TASK TO CARRY OUT
An answer that reproduces all the entries exactly is what is needed.
[Opening DATA IN THIS EXERCISE section]
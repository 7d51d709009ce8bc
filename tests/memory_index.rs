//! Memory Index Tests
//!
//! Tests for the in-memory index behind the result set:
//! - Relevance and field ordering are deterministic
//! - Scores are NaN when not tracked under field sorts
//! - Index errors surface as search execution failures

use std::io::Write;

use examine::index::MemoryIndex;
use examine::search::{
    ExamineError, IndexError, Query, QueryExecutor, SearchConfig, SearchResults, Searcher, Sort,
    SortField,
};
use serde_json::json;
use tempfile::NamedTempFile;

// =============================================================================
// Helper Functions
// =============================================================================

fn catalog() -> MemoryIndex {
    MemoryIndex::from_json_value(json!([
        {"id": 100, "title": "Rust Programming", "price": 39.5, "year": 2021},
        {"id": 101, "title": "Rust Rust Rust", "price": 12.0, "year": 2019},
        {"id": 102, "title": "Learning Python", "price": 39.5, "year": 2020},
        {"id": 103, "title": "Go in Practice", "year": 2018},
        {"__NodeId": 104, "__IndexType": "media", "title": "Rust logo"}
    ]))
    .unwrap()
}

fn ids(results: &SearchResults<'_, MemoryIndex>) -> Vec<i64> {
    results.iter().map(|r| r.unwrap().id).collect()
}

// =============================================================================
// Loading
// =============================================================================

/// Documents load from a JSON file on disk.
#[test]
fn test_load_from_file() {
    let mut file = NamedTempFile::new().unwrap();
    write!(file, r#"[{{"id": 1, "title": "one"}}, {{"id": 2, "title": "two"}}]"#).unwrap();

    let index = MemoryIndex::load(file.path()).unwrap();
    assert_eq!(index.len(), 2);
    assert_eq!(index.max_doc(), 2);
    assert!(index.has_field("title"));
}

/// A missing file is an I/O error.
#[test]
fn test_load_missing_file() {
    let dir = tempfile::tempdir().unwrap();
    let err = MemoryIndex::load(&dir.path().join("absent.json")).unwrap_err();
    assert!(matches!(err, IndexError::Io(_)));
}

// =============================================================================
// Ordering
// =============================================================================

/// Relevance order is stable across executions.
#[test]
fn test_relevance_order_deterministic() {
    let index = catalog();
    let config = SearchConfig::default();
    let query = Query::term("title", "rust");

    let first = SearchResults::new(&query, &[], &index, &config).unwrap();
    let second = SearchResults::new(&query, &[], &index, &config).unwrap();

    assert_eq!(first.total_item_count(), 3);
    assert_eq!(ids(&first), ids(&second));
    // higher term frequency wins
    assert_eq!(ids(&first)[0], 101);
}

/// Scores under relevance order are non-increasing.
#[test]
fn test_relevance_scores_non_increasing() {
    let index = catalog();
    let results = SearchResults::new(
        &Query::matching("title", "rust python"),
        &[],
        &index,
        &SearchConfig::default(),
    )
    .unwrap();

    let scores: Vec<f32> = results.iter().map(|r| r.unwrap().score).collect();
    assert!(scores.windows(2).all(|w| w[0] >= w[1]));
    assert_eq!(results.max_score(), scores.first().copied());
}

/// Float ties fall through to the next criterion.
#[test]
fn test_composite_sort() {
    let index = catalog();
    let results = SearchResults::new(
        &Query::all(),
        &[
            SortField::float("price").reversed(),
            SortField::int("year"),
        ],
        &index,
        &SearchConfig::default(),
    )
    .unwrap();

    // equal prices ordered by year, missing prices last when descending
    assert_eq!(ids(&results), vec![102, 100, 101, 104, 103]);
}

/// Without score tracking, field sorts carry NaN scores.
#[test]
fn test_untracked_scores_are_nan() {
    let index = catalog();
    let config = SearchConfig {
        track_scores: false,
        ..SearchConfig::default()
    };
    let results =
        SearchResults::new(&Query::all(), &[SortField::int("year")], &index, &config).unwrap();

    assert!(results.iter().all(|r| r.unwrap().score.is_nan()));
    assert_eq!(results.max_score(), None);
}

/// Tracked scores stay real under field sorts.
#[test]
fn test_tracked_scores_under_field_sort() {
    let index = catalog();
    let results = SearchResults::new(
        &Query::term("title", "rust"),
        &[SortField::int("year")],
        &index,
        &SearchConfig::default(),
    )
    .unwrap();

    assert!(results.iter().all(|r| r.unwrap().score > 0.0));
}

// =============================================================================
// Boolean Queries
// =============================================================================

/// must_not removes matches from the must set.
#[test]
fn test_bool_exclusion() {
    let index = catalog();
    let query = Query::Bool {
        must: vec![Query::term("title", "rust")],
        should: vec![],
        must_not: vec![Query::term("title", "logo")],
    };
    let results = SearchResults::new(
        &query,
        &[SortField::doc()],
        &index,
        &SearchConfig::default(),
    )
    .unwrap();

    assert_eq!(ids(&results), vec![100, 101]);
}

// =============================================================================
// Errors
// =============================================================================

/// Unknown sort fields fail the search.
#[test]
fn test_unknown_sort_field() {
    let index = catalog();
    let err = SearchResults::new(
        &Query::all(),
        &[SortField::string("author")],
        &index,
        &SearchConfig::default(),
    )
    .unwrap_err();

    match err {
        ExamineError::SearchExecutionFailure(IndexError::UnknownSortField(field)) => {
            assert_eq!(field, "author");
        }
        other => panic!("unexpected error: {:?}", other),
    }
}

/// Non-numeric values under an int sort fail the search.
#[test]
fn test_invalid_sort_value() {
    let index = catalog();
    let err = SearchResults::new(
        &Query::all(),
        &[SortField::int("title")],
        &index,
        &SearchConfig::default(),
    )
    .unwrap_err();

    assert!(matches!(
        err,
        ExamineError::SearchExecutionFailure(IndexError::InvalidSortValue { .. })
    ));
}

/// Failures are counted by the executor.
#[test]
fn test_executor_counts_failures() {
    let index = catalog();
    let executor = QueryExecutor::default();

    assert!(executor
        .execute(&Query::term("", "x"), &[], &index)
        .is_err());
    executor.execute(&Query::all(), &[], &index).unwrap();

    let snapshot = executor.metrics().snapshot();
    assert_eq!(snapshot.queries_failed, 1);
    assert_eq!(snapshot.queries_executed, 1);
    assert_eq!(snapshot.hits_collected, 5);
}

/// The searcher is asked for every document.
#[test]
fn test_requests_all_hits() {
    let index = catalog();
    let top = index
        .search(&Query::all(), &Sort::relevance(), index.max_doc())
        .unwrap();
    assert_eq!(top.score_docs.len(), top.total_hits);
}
[Closing DATA IN THIS EXERCISE section]
OUTPUT FOR THIS EXERCISE
repository 7d51d709009ce8bc
filename tests/memory_index.rs
//! Memory Index Tests
//!
//! Tests for the in-memory index behind the result set:
//! - Relevance and field ordering are deterministic
//! - Scores are NaN when not tracked under field sorts
//! - Index errors surface as search execution failures

use std::io::Write;

use examine::index::MemoryIndex;
use examine::search::{
    ExamineError, IndexError, Query, QueryExecutor, SearchConfig, SearchResults, Searcher, Sort,
    SortField,
};
use serde_json::json;
use tempfile::NamedTempFile;

// =============================================================================
// Helper Functions
// =============================================================================

fn catalog() -> MemoryIndex {
    MemoryIndex::from_json_value(json!([
        {"id": 100, "title": "Rust Programming", "price": 39.5, "year": 2021},
        {"id": 101, "title": "Rust Rust Rust", "price": 12.0, "year": 2019},
        {"id": 102, "title": "Learning Python", "price": 39.5, "year": 2020},
        {"id": 103, "title": "Go in Practice", "year": 2018},
        {"__NodeId": 104, "__IndexType": "media", "title": "Rust logo"}
    ]))
    .unwrap()
}

fn ids(results: &SearchResults<'_, MemoryIndex>) -> Vec<i64> {
    results.iter().map(|r| r.unwrap().id).collect()
}

// =============================================================================
// Loading
// =============================================================================

/// Documents load from a JSON file on disk.
#[test]
fn test_load_from_file() {
    let mut file = NamedTempFile::new().unwrap();
    write!(file, r#"[{{"id": 1, "title": "one"}}, {{"id": 2, "title": "two"}}]"#).unwrap();

    let index = MemoryIndex::load(file.path()).unwrap();
    assert_eq!(index.len(), 2);
    assert_eq!(index.max_doc(), 2);
    assert!(index.has_field("title"));
}

/// A missing file is an I/O error.
#[test]
fn test_load_missing_file() {
    let dir = tempfile::tempdir().unwrap();
    let err = MemoryIndex::load(&dir.path().join("absent.json")).unwrap_err();
    assert!(matches!(err, IndexError::Io(_)));
}

// =============================================================================
// Ordering
// =============================================================================

/// Relevance order is stable across executions.
#[test]
fn test_relevance_order_deterministic() {
    let index = catalog();
    let config = SearchConfig::default();
    let query = Query::term("title", "rust");

    let first = SearchResults::new(&query, &[], &index, &config).unwrap();
    let second = SearchResults::new(&query, &[], &index, &config).unwrap();

    assert_eq!(first.total_item_count(), 3);
    assert_eq!(ids(&first), ids(&second));
    // higher term frequency wins
    assert_eq!(ids(&first)[0], 101);
}

/// Scores under relevance order are non-increasing.
#[test]
fn test_relevance_scores_non_increasing() {
    let index = catalog();
    let results = SearchResults::new(
        &Query::matching("title", "rust python"),
        &[],
        &index,
        &SearchConfig::default(),
    )
    .unwrap();

    let scores: Vec<f32> = results.iter().map(|r| r.unwrap().score).collect();
    assert!(scores.windows(2).all(|w| w[0] >= w[1]));
    assert_eq!(results.max_score(), scores.first().copied());
}

/// Float ties fall through to the next criterion.
#[test]
fn test_composite_sort() {
    let index = catalog();
    let results = SearchResults::new(
        &Query::all(),
        &[
            SortField::float("price").reversed(),
            SortField::int("year"),
        ],
        &index,
        &SearchConfig::default(),
    )
    .unwrap();

    // equal prices ordered by year, missing prices last when descending
    assert_eq!(ids(&results), vec![102, 100, 101, 104, 103]);
}

/// Without score tracking, field sorts carry NaN scores.
#[test]
fn test_untracked_scores_are_nan() {
    let index = catalog();
    let config = SearchConfig {
        track_scores: false,
        ..SearchConfig::default()
    };
    let results =
        SearchResults::new(&Query::all(), &[SortField::int("year")], &index, &config).unwrap();

    assert!(results.iter().all(|r| r.unwrap().score.is_nan()));
    assert_eq!(results.max_score(), None);
}

/// Tracked scores stay real under field sorts.
#[test]
fn test_tracked_scores_under_field_sort() {
    let index = catalog();
    let results = SearchResults::new(
        &Query::term("title", "rust"),
        &[SortField::int("year")],
        &index,
        &SearchConfig::default(),
    )
    .unwrap();

    assert!(results.iter().all(|r| r.unwrap().score > 0.0));
}

// =============================================================================
// Boolean Queries
// =============================================================================

/// must_not removes matches from the must set.
#[test]
fn test_bool_exclusion() {
    let index = catalog();
    let query = Query::Bool {
        must: vec![Query::term("title", "rust")],
        should: vec![],
        must_not: vec![Query::term("title", "logo")],
    };
    let results = SearchResults::new(
        &query,
        &[SortField::doc()],
        &index,
        &SearchConfig::default(),
    )
    .unwrap();

    assert_eq!(ids(&results), vec![100, 101]);
}

// =============================================================================
// Errors
// =============================================================================

/// Unknown sort fields fail the search.
#[test]
fn test_unknown_sort_field() {
    let index = catalog();
    let err = SearchResults::new(
        &Query::all(),
        &[SortField::string("author")],
        &index,
        &SearchConfig::default(),
    )
    .unwrap_err();

    match err {
        ExamineError::SearchExecutionFailure(IndexError::UnknownSortField(field)) => {
            assert_eq!(field, "author");
        }
        other => panic!("unexpected error: {:?}", other),
    }
}

/// Non-numeric values under an int sort fail the search.
#[test]
fn test_invalid_sort_value() {
    let index = catalog();
    let err = SearchResults::new(
        &Query::all(),
        &[SortField::int("title")],
        &index,
        &SearchConfig::default(),
    )
    .unwrap_err();

    assert!(matches!(
        err,
        ExamineError::SearchExecutionFailure(IndexError::InvalidSortValue { .. })
    ));
}

/// Failures are counted by the executor.
#[test]
fn test_executor_counts_failures() {
    let index = catalog();
    let executor = QueryExecutor::default();

    assert!(executor
        .execute(&Query::term("", "x"), &[], &index)
        .is_err());
    executor.execute(&Query::all(), &[], &index).unwrap();

    let snapshot = executor.metrics().snapshot();
    assert_eq!(snapshot.queries_failed, 1);
    assert_eq!(snapshot.queries_executed, 1);
    assert_eq!(snapshot.hits_collected, 5);
}

/// The searcher is asked for every document.
#[test]
fn test_requests_all_hits() {
    let index = catalog();
    let top = index
        .search(&Query::all(), &Sort::relevance(), index.max_doc())
        .unwrap();
    assert_eq!(top.score_docs.len(), top.total_hits);
}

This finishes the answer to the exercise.